[[ Task inputs open ]]

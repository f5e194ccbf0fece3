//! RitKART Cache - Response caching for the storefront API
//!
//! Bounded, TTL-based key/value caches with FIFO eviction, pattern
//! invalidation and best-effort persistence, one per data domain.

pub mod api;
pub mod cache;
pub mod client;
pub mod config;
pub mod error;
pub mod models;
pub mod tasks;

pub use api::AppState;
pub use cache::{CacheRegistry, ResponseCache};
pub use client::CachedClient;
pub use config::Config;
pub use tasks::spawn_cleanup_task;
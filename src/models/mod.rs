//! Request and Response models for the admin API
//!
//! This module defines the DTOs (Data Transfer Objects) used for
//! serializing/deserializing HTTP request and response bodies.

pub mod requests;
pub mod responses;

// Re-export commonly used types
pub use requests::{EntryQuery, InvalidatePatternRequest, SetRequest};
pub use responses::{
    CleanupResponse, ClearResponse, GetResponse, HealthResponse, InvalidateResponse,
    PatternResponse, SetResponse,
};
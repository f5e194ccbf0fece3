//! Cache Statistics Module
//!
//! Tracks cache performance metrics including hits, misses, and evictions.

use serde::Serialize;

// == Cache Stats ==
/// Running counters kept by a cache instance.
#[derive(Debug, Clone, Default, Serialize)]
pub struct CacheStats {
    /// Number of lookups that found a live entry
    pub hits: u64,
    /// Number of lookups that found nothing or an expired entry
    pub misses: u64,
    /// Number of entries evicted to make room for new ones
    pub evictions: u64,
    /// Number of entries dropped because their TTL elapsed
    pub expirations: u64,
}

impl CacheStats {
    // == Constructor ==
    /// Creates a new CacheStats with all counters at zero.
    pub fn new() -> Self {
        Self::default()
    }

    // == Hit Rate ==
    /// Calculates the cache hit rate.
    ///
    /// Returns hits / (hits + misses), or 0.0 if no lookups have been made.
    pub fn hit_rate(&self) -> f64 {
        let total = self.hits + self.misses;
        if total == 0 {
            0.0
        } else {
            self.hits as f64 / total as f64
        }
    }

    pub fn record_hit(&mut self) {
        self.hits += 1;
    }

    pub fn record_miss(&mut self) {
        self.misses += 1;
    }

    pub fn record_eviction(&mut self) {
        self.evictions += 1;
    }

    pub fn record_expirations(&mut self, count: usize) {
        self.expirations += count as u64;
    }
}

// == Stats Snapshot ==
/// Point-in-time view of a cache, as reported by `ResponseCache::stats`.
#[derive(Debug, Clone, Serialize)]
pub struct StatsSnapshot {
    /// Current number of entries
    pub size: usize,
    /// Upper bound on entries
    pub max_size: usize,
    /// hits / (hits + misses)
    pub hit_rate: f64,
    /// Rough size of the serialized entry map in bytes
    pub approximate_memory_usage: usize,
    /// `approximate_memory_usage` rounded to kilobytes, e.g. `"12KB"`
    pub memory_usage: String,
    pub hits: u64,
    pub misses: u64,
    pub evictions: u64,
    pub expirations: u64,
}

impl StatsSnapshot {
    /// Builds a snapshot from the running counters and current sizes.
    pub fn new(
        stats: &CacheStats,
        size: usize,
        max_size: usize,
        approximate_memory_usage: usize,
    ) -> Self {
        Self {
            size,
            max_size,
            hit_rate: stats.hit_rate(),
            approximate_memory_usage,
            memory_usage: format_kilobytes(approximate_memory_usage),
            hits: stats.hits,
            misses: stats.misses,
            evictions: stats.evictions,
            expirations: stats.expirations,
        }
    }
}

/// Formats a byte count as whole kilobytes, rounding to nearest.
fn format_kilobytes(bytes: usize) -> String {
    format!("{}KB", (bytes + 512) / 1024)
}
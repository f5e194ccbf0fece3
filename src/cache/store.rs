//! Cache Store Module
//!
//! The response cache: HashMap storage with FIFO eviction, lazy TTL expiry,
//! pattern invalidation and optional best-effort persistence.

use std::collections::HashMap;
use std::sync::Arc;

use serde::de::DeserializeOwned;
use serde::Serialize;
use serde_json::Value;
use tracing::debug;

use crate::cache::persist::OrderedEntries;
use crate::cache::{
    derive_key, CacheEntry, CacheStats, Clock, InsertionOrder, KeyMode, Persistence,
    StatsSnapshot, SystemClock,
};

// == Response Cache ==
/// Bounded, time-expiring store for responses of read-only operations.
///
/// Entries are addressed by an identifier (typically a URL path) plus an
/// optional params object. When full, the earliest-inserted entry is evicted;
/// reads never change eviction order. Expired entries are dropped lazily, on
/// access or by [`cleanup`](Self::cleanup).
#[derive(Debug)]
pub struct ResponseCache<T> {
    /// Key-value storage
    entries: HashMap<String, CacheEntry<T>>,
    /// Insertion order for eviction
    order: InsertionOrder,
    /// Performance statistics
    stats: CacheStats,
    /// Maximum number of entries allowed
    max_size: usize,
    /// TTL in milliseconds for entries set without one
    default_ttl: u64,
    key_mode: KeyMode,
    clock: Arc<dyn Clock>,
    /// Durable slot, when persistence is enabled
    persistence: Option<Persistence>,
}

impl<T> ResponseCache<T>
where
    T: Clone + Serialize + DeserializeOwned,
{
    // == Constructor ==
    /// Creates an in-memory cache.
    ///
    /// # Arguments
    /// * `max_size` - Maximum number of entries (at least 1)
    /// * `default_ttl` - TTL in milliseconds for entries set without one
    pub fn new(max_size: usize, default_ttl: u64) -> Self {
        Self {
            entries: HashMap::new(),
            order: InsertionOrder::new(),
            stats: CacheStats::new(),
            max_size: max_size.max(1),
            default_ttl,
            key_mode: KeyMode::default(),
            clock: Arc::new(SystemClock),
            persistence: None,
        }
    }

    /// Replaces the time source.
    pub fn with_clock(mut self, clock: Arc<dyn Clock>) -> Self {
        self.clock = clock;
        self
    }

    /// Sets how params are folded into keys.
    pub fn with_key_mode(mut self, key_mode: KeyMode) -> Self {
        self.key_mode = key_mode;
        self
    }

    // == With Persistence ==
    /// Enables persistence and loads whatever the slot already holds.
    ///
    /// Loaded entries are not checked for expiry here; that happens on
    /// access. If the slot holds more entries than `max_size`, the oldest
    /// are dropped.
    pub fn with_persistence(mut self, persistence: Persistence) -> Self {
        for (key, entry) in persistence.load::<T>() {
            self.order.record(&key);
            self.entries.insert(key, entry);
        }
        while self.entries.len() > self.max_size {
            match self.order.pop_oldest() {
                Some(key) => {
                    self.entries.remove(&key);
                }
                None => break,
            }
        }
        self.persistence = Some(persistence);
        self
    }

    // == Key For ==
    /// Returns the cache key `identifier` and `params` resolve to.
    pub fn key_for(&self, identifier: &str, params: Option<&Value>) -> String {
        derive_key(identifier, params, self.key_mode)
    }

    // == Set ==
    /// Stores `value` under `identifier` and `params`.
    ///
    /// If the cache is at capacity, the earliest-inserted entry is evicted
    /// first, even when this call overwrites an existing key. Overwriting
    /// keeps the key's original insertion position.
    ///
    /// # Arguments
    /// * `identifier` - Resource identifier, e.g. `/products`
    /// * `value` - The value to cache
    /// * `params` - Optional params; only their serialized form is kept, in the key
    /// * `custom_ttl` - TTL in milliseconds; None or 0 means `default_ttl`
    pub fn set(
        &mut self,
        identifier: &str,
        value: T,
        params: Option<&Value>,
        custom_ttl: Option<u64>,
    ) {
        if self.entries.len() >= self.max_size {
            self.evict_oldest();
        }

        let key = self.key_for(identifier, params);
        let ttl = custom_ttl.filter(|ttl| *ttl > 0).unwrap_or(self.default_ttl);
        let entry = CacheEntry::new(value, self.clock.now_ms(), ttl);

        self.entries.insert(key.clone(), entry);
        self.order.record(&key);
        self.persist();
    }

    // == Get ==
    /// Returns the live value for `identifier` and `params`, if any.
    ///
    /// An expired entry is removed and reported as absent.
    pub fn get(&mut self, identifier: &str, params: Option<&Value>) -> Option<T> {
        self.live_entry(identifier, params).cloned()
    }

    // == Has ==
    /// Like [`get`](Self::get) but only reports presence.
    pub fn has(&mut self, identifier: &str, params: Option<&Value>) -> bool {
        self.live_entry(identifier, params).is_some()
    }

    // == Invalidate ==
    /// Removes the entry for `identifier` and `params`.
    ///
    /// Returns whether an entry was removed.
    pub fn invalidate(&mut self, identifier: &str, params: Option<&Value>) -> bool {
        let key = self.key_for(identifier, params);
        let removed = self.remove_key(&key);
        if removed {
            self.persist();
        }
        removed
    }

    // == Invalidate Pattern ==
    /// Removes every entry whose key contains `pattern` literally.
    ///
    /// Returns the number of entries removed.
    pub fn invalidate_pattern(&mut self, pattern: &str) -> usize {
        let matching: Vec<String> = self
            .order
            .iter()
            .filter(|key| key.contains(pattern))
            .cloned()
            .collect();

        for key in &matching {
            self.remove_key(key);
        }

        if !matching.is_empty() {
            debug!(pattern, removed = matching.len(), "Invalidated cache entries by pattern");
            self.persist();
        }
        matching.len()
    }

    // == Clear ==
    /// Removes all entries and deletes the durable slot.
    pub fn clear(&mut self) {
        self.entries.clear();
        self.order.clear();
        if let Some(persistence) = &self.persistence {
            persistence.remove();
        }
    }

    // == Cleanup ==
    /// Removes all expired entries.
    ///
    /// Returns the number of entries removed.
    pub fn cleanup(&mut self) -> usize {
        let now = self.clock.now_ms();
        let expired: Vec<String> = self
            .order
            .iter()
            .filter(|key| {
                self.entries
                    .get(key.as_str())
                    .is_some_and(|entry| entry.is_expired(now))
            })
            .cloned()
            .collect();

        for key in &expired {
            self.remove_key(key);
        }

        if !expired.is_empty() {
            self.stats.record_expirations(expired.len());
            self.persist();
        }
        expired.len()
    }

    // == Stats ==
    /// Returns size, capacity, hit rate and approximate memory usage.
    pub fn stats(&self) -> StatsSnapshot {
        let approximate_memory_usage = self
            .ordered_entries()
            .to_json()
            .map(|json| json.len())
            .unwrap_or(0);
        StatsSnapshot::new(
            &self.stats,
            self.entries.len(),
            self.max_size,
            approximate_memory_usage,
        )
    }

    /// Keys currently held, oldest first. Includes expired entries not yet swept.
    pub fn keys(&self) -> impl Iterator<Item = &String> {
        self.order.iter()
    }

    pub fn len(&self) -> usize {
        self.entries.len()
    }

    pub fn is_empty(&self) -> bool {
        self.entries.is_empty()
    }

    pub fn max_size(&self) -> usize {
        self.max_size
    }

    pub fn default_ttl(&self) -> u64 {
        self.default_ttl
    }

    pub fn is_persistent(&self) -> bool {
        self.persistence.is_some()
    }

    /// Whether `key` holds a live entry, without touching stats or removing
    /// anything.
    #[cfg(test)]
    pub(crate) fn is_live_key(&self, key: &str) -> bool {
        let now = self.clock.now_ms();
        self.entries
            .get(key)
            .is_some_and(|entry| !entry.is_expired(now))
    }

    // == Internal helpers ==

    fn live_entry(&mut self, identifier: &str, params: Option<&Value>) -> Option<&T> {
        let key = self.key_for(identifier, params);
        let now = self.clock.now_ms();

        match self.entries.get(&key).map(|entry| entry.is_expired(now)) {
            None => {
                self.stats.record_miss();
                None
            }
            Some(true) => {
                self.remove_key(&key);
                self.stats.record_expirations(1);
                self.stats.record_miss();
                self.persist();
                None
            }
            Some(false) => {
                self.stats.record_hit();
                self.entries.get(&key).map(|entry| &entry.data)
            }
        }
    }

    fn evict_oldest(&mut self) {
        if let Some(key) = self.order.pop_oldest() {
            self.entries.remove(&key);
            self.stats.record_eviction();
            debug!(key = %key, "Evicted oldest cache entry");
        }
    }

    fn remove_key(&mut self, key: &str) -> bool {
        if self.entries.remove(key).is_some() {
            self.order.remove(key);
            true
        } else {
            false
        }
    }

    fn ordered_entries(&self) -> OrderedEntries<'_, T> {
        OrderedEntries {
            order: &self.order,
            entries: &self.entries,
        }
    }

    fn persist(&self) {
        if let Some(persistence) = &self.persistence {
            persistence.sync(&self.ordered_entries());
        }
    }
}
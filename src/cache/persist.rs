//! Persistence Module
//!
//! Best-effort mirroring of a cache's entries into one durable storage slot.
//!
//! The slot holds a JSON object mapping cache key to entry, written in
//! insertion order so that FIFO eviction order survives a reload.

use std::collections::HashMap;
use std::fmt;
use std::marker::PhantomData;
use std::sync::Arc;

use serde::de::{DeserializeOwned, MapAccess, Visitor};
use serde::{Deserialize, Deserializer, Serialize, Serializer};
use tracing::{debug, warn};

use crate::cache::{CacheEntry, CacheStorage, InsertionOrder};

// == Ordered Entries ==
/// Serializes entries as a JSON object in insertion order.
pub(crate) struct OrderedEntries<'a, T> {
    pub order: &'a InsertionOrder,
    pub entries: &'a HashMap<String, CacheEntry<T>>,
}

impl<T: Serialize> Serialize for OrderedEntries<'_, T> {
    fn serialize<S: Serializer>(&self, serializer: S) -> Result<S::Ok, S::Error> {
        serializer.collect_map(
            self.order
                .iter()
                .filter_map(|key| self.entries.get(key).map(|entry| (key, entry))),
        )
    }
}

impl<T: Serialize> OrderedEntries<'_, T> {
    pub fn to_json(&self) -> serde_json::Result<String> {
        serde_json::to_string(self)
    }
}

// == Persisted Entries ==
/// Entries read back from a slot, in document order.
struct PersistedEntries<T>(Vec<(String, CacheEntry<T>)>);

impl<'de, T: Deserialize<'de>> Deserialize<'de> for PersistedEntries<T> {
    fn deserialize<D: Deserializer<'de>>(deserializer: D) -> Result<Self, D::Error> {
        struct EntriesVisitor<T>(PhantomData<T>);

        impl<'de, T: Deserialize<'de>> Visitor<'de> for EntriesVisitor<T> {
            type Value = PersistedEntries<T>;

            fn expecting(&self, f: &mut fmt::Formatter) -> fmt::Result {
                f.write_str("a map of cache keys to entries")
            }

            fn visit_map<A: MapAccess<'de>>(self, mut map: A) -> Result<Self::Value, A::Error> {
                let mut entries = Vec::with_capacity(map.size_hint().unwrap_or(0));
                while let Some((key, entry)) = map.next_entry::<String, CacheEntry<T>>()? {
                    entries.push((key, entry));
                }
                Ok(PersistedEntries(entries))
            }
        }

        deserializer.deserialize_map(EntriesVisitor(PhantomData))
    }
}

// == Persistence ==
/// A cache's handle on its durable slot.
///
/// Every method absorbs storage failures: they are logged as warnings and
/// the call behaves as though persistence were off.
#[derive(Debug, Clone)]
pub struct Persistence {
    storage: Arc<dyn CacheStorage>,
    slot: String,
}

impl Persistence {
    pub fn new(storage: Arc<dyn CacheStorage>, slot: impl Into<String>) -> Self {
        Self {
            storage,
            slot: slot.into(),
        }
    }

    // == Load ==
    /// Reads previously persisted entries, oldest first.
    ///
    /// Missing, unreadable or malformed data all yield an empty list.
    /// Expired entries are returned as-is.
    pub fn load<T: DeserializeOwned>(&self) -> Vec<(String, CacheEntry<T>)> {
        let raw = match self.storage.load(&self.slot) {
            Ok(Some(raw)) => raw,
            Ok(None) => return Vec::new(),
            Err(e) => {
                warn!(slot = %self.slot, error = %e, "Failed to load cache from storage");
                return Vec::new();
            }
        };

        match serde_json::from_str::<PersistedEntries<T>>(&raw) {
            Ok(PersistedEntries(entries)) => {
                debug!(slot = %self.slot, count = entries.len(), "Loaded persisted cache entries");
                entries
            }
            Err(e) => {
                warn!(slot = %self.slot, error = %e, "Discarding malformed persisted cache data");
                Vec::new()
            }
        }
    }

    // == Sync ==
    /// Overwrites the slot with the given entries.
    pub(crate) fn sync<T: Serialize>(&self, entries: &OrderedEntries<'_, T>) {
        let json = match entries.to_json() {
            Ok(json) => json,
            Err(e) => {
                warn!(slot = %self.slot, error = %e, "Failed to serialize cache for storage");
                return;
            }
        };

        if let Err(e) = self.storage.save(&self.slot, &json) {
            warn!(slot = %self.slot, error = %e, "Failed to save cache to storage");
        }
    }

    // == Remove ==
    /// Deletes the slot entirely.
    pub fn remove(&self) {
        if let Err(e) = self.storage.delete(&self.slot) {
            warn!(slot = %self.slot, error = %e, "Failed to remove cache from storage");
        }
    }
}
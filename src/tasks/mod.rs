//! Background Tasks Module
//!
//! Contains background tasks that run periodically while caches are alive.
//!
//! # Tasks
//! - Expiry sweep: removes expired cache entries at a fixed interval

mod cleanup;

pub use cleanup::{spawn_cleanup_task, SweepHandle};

[[ Task inputs closed ]]

**Task prompt:** Read through the entries above, and wherever a line holds the string "Creates", copy it.

**Exercise response:**
    /// Creates a new CacheStats with all counters at zero.
    /// Creates an in-memory cache.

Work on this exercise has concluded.